Unitermos: Danos fetais. Lesões no nascituro. Traumatologia fetal.

Discussão

O feto pode ser sujeito passivo no crime de lesões corporais? O Código Penal brasileiro em vigor, no artigo 129, que trata das lesões corporais, diz que está sujeito a pena de detenção aquele que “ofender a integridade corporal ou a saúde de outrem”, o que dar a entender que é crime comprometer a vida ou a saúde de alguém de mesma condição, ou seja, de outra pessoa. E o feto não sendo pessoa estaria fora desta proteção e assim não se poderia aplicar o tipo penal aqui considerado. Em suma, o feto só é objeto da tutela penal nos casos de aborto.

O artigo 2o do nosso Código Civil diz textualmente: “A personalidade civil da pessoa começa do nascimento com vida, mas a lei põe a salvo, desde a concepção, os direitos do nascituro”. Desta forma, a lei não confere ao feto o título de pessoa, mesmo resguardando-lhe seus direitos civis futuros por meio de normas de justa proteção de seus interesses.

Ipsofacto, nascituro é aquele que foi concebido e ainda não nasceu. É o ser humano que está por nascer, já concebido no ventre materno, e mesmo que não lhe seja dada a condição de pessoa, estão resguardados, desde logo, seus inalienáveis direitos. Pelo que se vê não é apenas o recém-nascido que detém a proteção legal. Aquele que é apenas uma esperança de nascimento tem a proteção de seus eventuais direitos. Isto, sob o aspecto dos direitos civis. No que se refere à ótica do direito penal, o Estado coloca o nascituro sob a proteção incondicional, quando sanciona o aborto provocado, fora das situações de antijuridicidade, entre os crimes contra a vida, desde o momento da fecundação até instantes antes do parto.

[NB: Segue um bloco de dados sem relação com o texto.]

use async_trait::async_trait;
use chrono::{DateTime, NaiveDate, Utc};
use sea_orm::entity::prelude::*;
use sea_orm::{ActiveValue, Set};
use serde::{Deserialize, Serialize};
use utoipa::ToSchema;

/// Monthly counter reading of a leased machine; `month` is always the 1st
#[derive(Clone, Debug, PartialEq, Eq, DeriveEntityModel, Serialize, Deserialize, ToSchema)]
#[sea_orm(table_name = "meter_readings")]
#[schema(as = MeterReading)]
pub struct Model {
    #[sea_orm(primary_key, auto_increment = false)]
    pub id: Uuid,
    pub lease_id: Uuid,
    pub machine_id: Uuid,
    pub month: NaiveDate,
    pub meter_reading: i64,
    pub created_at: DateTime<Utc>,
    pub updated_at: DateTime<Utc>,
}

#[derive(Copy, Clone, Debug, EnumIter, DeriveRelation)]
pub enum Relation {
    #[sea_orm(
        belongs_to = "super::lease_contract::Entity",
        from = "Column::LeaseId",
        to = "super::lease_contract::Column::Id"
    )]
    LeaseContract,
    #[sea_orm(
        belongs_to = "super::machine::Entity",
        from = "Column::MachineId",
        to = "super::machine::Column::Id"
    )]
    Machine,
}

impl Related<super::lease_contract::Entity> for Entity {
    fn to() -> RelationDef {
        Relation::LeaseContract.def()
    }
}

impl Related<super::machine::Entity> for Entity {
    fn to() -> RelationDef {
        Relation::Machine.def()
    }
}

#[async_trait]
impl ActiveModelBehavior for ActiveModel {
    async fn before_save<C>(self, _db: &C, insert: bool) -> Result<Self, DbErr>
    where
        C: ConnectionTrait,
    {
        let mut active_model = self;
        let now = Utc::now();
        if insert {
            active_model.created_at = Set(now);
            if let ActiveValue::NotSet = active_model.id {
                active_model.id = Set(Uuid::new_v4());
            }
        }
        active_model.updated_at = Set(now);
        Ok(active_model)
    }
}
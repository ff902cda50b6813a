use crate::tracing::RequestId;
use axum::{
    extract::Request,
    http::{header::HeaderName, HeaderValue},
    middleware::Next,
    response::Response,
};
use tracing::Instrument;

/// Header name for the request ID
pub const REQUEST_ID_HEADER: &str = "x-request-id";

/// Longest caller-supplied request id we echo back
const MAX_REQUEST_ID_LEN: usize = 128;

fn sanitize(raw: &str) -> Option<RequestId> {
    let trimmed = raw.trim();
    let acceptable = !trimmed.is_empty()
        && trimmed.len() <= MAX_REQUEST_ID_LEN
        && trimmed
            .chars()
            .all(|c| c.is_ascii_alphanumeric() || matches!(c, '-' | '_' | '.'));
    acceptable.then(|| RequestId::new(trimmed))
}

/// Middleware to add request ID to every request
pub async fn request_id_middleware(mut request: Request, next: Next) -> Response {
    let request_id = request
        .headers()
        .get(REQUEST_ID_HEADER)
        .and_then(|v| v.to_str().ok())
        .and_then(sanitize)
        .unwrap_or_default();

    let header_value = HeaderValue::from_str(request_id.as_str()).ok();
    if let Some(value) = header_value.clone() {
        request
            .headers_mut()
            .insert(HeaderName::from_static(REQUEST_ID_HEADER), value);
    }

    // Make request id available to handlers
    request.extensions_mut().insert(request_id.clone());

    let span = tracing::info_span!(
        "request",
        request_id = %request_id,
        method = %request.method(),
        uri = %request.uri(),
    );

    let mut response = crate::tracing::scope_request_id(request_id, next.run(request))
        .instrument(span)
        .await;

    if let Some(value) = header_value {
        response
            .headers_mut()
            .insert(HeaderName::from_static(REQUEST_ID_HEADER), value);
    }

    response
}

#[cfg(test)]
mod tests {
    use super::*;
    use axum::{
        body::{to_bytes, Body},
        extract::Extension,
        http::{Request as HttpRequest, StatusCode},
        routing::get,
        Router,
    };
    use tower::ServiceExt;

    async fn extension_handler(
        Extension(request_id): Extension<RequestId>,
    ) -> (StatusCode, String) {
        (
            StatusCode::OK,
            format!("request-id:{}", request_id.as_str()),
        )
    }

    fn app() -> Router {
        Router::new()
            .route("/", get(extension_handler))
            .layer(axum::middleware::from_fn(request_id_middleware))
    }

    #[tokio::test]
    async fn middleware_adds_request_id_header_and_extension() {
        let response = app()
            .oneshot(HttpRequest::builder().uri("/").body(Body::empty()).unwrap())
            .await
            .unwrap();

        let header = response.headers().get(REQUEST_ID_HEADER).cloned();
        assert!(header.is_some());

        let body = to_bytes(response.into_body(), usize::MAX).await.unwrap();
        let body_str = String::from_utf8(body.to_vec()).unwrap();
        assert!(body_str.starts_with("request-id:"));
    }

    #[tokio::test]
    async fn caller_supplied_id_is_echoed() {
        let response = app()
            .oneshot(
                HttpRequest::builder()
                    .uri("/")
                    .header(REQUEST_ID_HEADER, "dealer-42")
                    .body(Body::empty())
                    .unwrap(),
            )
            .await
            .unwrap();
        assert_eq!(
            response.headers().get(REQUEST_ID_HEADER).unwrap(),
            "dealer-42"
        );
    }

    #[test]
    fn hostile_ids_are_replaced() {
        assert!(sanitize("ok-id_1.2").is_some());
        assert!(sanitize("").is_none());
        assert!(sanitize("has space").is_none());
        assert!(sanitize(&"x".repeat(MAX_REQUEST_ID_LEN + 1)).is_none());
    }
}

Todos sabem que a vida humana tem algo muito emblemático e, portanto, não pode ter seus limites determinados por simples fases de estruturas celulares. A defesa e a proteção da pessoa humana – na grandeza e na dimensão que se espera do que fundamenta os direitos humanos, exige no mesmo sentido e nos mesmos valores o reconhecimento de todos aqueles que se encontram em qualquer estagio de vida, inclusive no estado embrionário.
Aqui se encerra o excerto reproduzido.